Упреждающий характер инициатив Группы был гарантирован, помимо прочего, избытком культурного капитала ее участников, использованным по назначению. Это была деятельность, где активистские интересы практически неотделимы от интересов познавательных и даже академических. В создании опросников участвуют признанные социологи. А М. Фуко на одной из конференций в Канаде замечает: "На самом деле меня не интересует заключенный как личность. Меня интересуют властные тактики и стратегии... Цель - это проблематика власти" [Интервью 1976 г. "Иллегализм и искусство наказания", цит. по: Casadamont G. Michel Foucault et le champ carcéral// Sociétés et représentations, 1996. N3. Р. 294. Автор статьи замечает, что подобное высказывание Фуко вряд ли позволил бы себе в самой Франции (в Канаде политическая самоцензура Фуко ослабевает в результате физического выхода из пространства борьбы)]. Это высказывание говорит не о высокомерии Фуко в отношении заключенных, а о том, что в основе его активизма лежал очень сильный познавательный импульс. Групп работала с социальной реальностью, которая должна была бы хотя бы отчасти подтверждать или опровергать теоретические представления.

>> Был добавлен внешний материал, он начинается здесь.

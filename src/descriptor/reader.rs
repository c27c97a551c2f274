//! Binary descriptor reader
//!
//! Layout of a descriptor:
//!
//! ```text
//! u32 + UTF-16BE   display name (skipped)
//! key              class id
//! u32              item count
//! (key, value)*    items
//! ```
//!
//! A key is a u32 length followed by that many bytes, or, when the length is
//! zero, a 4-byte OSType. A value is a 4-byte type tag followed by a
//! type-specific payload.

use indexmap::IndexMap;

use super::{Descriptor, TaggedValue};
use crate::binary::ByteCursor;
use crate::error::DecodeError;

/// Maximum nesting of objects and lists before a descriptor is rejected
pub const MAX_DEPTH: usize = 256;

/// Read one descriptor at the cursor
pub fn read_descriptor(cursor: &mut ByteCursor<'_>) -> Result<Descriptor, DecodeError> {
    read_descriptor_at_depth(cursor, 0)
}

fn read_descriptor_at_depth(
    cursor: &mut ByteCursor<'_>,
    depth: usize,
) -> Result<Descriptor, DecodeError> {
    if depth > MAX_DEPTH {
        return Err(DecodeError::InvalidFormat(format!(
            "Descriptor nesting exceeds {} levels at offset {}",
            MAX_DEPTH,
            cursor.position()
        )));
    }

    // Display name is never used; skip its UTF-16 code units
    let name_units = cursor.read_u32()? as usize;
    cursor.read_bytes(name_units.saturating_mul(2))?;

    let class_id = read_key(cursor)?;
    let count = cursor.read_u32()?;

    let mut items = IndexMap::new();
    for _ in 0..count {
        let key = read_key(cursor)?;
        let value = read_value_at_depth(cursor, depth)?;
        tracing::trace!("Descriptor item '{}' ({})", key, value.kind());
        items.insert(key, value);
    }

    Ok(Descriptor { class_id, items })
}

/// Read a class id, item key or enum identifier
pub fn read_key(cursor: &mut ByteCursor<'_>) -> Result<String, DecodeError> {
    let len = cursor.read_u32()? as usize;
    if len == 0 {
        cursor.read_fixed_string(4)
    } else {
        cursor.read_fixed_string(len)
    }
}

/// Read a type tag and its payload
pub fn read_value(cursor: &mut ByteCursor<'_>) -> Result<TaggedValue, DecodeError> {
    read_value_at_depth(cursor, 0)
}

fn read_value_at_depth(
    cursor: &mut ByteCursor<'_>,
    depth: usize,
) -> Result<TaggedValue, DecodeError> {
    let os_type = cursor.read_fixed_string(4)?;

    let value = match os_type.as_str() {
        "long" => TaggedValue::Integer(cursor.read_i32()?),
        "doub" => TaggedValue::Float(cursor.read_f64()?),
        "UntF" => {
            let unit = cursor.read_fixed_string(4)?;
            let value = cursor.read_f64()?;
            TaggedValue::UnitFloat { unit, value }
        }
        "TEXT" => TaggedValue::Text(cursor.read_unicode_string()?),
        "enum" => {
            let type_id = read_key(cursor)?;
            let value = read_key(cursor)?;
            TaggedValue::Enum { type_id, value }
        }
        "bool" => TaggedValue::Bool(cursor.read_u8()? != 0),
        "Objc" | "GlbO" => TaggedValue::Object(read_descriptor_at_depth(cursor, depth + 1)?),
        "VlLs" => {
            if depth + 1 > MAX_DEPTH {
                return Err(DecodeError::InvalidFormat(format!(
                    "List nesting exceeds {} levels at offset {}",
                    MAX_DEPTH,
                    cursor.position()
                )));
            }
            let count = cursor.read_u32()?;
            let mut values = Vec::new();
            for _ in 0..count {
                values.push(read_value_at_depth(cursor, depth + 1)?);
            }
            TaggedValue::List(values)
        }
        "tdta" => {
            let len = cursor.read_u32()? as usize;
            TaggedValue::RawBlob(cursor.read_bytes(len)?.to_vec())
        }
        _ => {
            // No self-describing length: the enclosing container decides
            // how to reposition after this.
            tracing::debug!(
                "Unknown descriptor type '{}' at offset {}",
                os_type,
                cursor.position()
            );
            TaggedValue::Unknown { os_type }
        }
    };

    Ok(value)
}
//! PackBits run-length decoding for brush tip bitmaps
//!
//! The stream starts with one big-endian u16 byte count per row, followed by
//! the rows themselves. Each row is a sequence of runs introduced by a
//! control byte:
//!
//! - `0..=127`: literal run, the next `c + 1` bytes are copied
//! - `129..=255`: repeat run, the next byte is emitted `257 - c` times
//! - `128`: no-op

use super::cursor::ByteCursor;
use crate::error::DecodeError;

/// Decode a row-prefixed PackBits stream into `width * height` gray bytes.
///
/// `bytes_per_pixel` is 1 for 8-bit sources and 2 for 16-bit sources. For
/// 16-bit sources the run values are the high bytes; after every run one low
/// byte per emitted pixel is consumed and dropped.
///
/// The cursor always ends a row at that row's declared boundary, and output
/// stops once the buffer is full. A short stream leaves the remaining pixels
/// at zero.
pub fn decode_rle(
    cursor: &mut ByteCursor<'_>,
    width: u32,
    height: u32,
    bytes_per_pixel: usize,
) -> Result<Vec<u8>, DecodeError> {
    let pixel_count = (width as usize)
        .checked_mul(height as usize)
        .ok_or_else(|| {
            DecodeError::InvalidFormat(format!("Image too large: {}x{}", width, height))
        })?;

    let mut row_lengths = Vec::with_capacity(height as usize);
    for _ in 0..height {
        row_lengths.push(cursor.read_u16()? as usize);
    }

    let mut pixels = vec![0u8; pixel_count];
    let mut written = 0usize;

    for row_length in row_lengths {
        let row_end = cursor.position() + row_length;

        while cursor.position() < row_end && written < pixel_count {
            let control = cursor.read_u8()?;
            let emitted = match control {
                0..=127 => {
                    let run = control as usize + 1;
                    let bytes = cursor.read_bytes(run)?;
                    let n = run.min(pixel_count - written);
                    pixels[written..written + n].copy_from_slice(&bytes[..n]);
                    n
                }
                128 => 0,
                _ => {
                    let run = 257 - control as usize;
                    let value = cursor.read_u8()?;
                    let n = run.min(pixel_count - written);
                    pixels[written..written + n].fill(value);
                    n
                }
            };

            written += emitted;
            if bytes_per_pixel == 2 {
                cursor.skip(emitted);
            }
        }

        cursor.seek(row_end);
    }

    if written < pixel_count {
        tracing::debug!(
            "RLE stream produced {} of {} pixels, padding with zeros",
            written,
            pixel_count
        );
    }

    Ok(pixels)
}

Кроме того, отбор свидетельств для публикации предполагал использование критериев доказательности, красоты - так или иначе вкусовой выбор. Это значит, что огромную роль в функционировании Группы играл интеллектуальный, отчасти журналистский вкус, который должен был удовлетворить сразу нескольким задачам: не нарушив политической истины, дать живое и наглядное представление о быте тюрьмы. Это, с моей точки зрения, также говорит об избытке культурного капитала, который был перенесен на тюремную почву и смог дать результат, оказавшийся интересным, необыденнным и востребованным в пространстве СМИ.
По-моему, в России 2000-х существует немного инициатив, которые работают в таком же упреждающем режиме. Одна из тех, что мне известна, - Команда правовой безопасности Legal Team, которая была спроектирована и заработала до начала милицейских репрессий против участников Социального форума 2006.